Vale ressaltar que os efeitos da Cannabis sobre o recém-nascido são sutis e que dificilmente são notadas pelos pais do bebê, porém devem ser percebidas por médicos para garantirem a investigação do quadro e aplicação dos cuidados necessários. A pessoa exposta à Cannabis na gestação pode desenvolver hiperatividade, deficiência cognitiva e emocional. 

Quanto ao uso de cocaína na gestação, alterações fisiológicas induzidas pela gravidez potencializam os efeitos da droga. Dado seu efeito vasoconstrictor, o consumo da cocaína pode provocar hipertensão arterial, taquicardia e arritmias, precipitando crises hipertensivas. Seu uso durante a gestação provoca ainda várias outras alterações graves: abortamento, descolamento prematuro de placenta, ruptura prematura de membranas, contrações uterinas precoces, movimentos fetais excessivos, parto prétermo, ruptura uterina. 
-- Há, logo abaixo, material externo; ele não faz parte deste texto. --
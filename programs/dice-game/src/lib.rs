use anchor_lang::error::ErrorCode;
use anchor_lang::prelude::*;
use ledger_runtime::{InstructionContext, Program};

// Import modules
pub mod constants;
pub mod error;
pub mod events;
pub mod instructions;
pub mod state;
pub mod utils;

// Re-export for convenience
pub use constants::*;
pub use error::*;
pub use events::*;
pub use instructions::*;
pub use state::*;
pub use utils::*;

declare_id!("4pap8zT3Toz7yaDovUU3aiTi3jhoADGPGLP4LhLBZLVV");

/// Instruction data accepted by the dice program
#[derive(AnchorSerialize, AnchorDeserialize, Clone, Debug, PartialEq)]
pub enum DiceInstruction {
    /// Create the house state and seed the vault
    Initialize { amount: u64 },
    /// Wager `amount` that the roll lands below `roll`
    PlaceBet { seed: u128, roll: u8, amount: u64 },
    /// Settle a bet with the house signature over it
    ResolveBet { sig: [u8; 64] },
    RefundBet,
    Deposit { amount: u64 },
    Withdraw { amount: u64 },
    SetHouseEdge { house_edge_bps: u16 },
}

impl DiceInstruction {
    pub fn data(&self) -> Result<Vec<u8>> {
        let mut data = Vec::new();
        self.serialize(&mut data)
            .map_err(|_| error!(ErrorCode::InstructionDidNotSerialize))?;
        Ok(data)
    }
}

/// The dice program as the ledger runs it
pub struct DiceGame {
    roll_source: Box<dyn RollSource>,
}

impl Default for DiceGame {
    fn default() -> Self {
        Self::new()
    }
}

impl DiceGame {
    pub fn new() -> Self {
        Self::with_roll_source(SignatureHashRoll)
    }

    pub fn with_roll_source<R: RollSource + 'static>(roll_source: R) -> Self {
        Self {
            roll_source: Box::new(roll_source),
        }
    }
}

impl Program for DiceGame {
    fn id(&self) -> Pubkey {
        crate::ID
    }

    fn process(&self, ctx: &mut InstructionContext<'_>, data: &[u8]) -> Result<()> {
        let instruction = DiceInstruction::try_from_slice(data)
            .map_err(|_| error!(ErrorCode::InstructionDidNotDeserialize))?;

        match instruction {
            DiceInstruction::Initialize { amount } => {
                msg!("Instruction: Initialize");
                instructions::initialize::handler(ctx, amount)
            }
            DiceInstruction::PlaceBet { seed, roll, amount } => {
                msg!("Instruction: PlaceBet");
                instructions::place_bet::handler(ctx, seed, roll, amount)
            }
            DiceInstruction::ResolveBet { sig } => {
                msg!("Instruction: ResolveBet");
                instructions::resolve_bet::handler(ctx, sig, self.roll_source.as_ref())
            }
            DiceInstruction::RefundBet => {
                msg!("Instruction: RefundBet");
                instructions::refund_bet::handler(ctx)
            }
            DiceInstruction::Deposit { amount } => {
                msg!("Instruction: Deposit");
                instructions::admin::deposit(ctx, amount)
            }
            DiceInstruction::Withdraw { amount } => {
                msg!("Instruction: Withdraw");
                instructions::admin::withdraw(ctx, amount)
            }
            DiceInstruction::SetHouseEdge { house_edge_bps } => {
                msg!("Instruction: SetHouseEdge");
                instructions::admin::set_house_edge(ctx, house_edge_bps)
            }
        }
    }
}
A cocaína atravessa facilmente a placenta e a barreira hemo-liquórica, atingindo diretamente o feto e a magnitude desses efeitos irá depender da dosagem, do momento da gravidez e da duração da exposição. 

Estudos prospectivos controlados sugerem que a exposição pré-natal à cocaína resulta em uma consistente restrição do crescimento fetal, ou seja, diminuição do peso, comprimento e perímetro cefálico, explicados pelo impacto negativo da droga sobre o fluxo sanguíneo placentário e uterino. Entretanto, não foi identificado nenhum padrão de dismorfologia, como o que ocorre na síndrome alcoólica fetal. Os recém-nascidos são geralmente prematuros, de baixo peso, com restrição de crescimento intrauterino. Verifica-se aumento da frequência cardíaca e da pressão arterial. A icterícia é mais frequente, assim como a Síndrome da Dificuldade Respiratória, possivelmente, contudo, mais relacionada à prematuridade. A exposição pré-natal à cocaína tem sido associada à ocorrência de psicopatologia mais tarde na vida, como transtorno do déficit de atenção e hiperatividade, delinquência, depressão, ansiedade e ideação suicida. 

Fumo 

O tabagismo é responsável por cerca de cinquenta doenças diferentes. Vários eventos danosos são descritos nas grávidas, inclusive pelo fumar passivo. Incisivamente é preciso lembrar que fetos de mães fumantes também são fumantes, isto é, estão sujeitos à ação das drogas contidas no tabaco, ou mais especificamente na fumaça dos cigarros. 

Para a fertilidade assinalam-se: subfertilidade e gravidez ectópica. Para a gravidez, entre outros efeitos: menor ganho de peso durante a gestação; abortamento; aumento da frequência de partos de pré-termo; descolamento prematuro da placenta. 

Dos muitos danos que o feto pode sofrer e, o mais estudado, é o prejuízo no ganho de peso, independentemente do número de cigarros fumados pela gestante. Além disso, aumento da mortalidade perinatal e morte súbita. 

Para crianças maiores e adultos: Problemas do sono até os 12 anos; asma e broncoespasmo; pior regulação autonômica; resposta auditiva pobre. 

Conclusão – O consumo de drogas quer sejam lícitas ou ilícitas deve ser investigado desde o pré-natal e os profissionais de saúde precisam informar as mães, pais e familiares sobre os potenciais riscos para o desenvolvimento fetal, para os recém-nascidos e para o futuro da criança. 

Conceição Aparecida de Mattos Segre, titular e emérita da cadeira nº 28.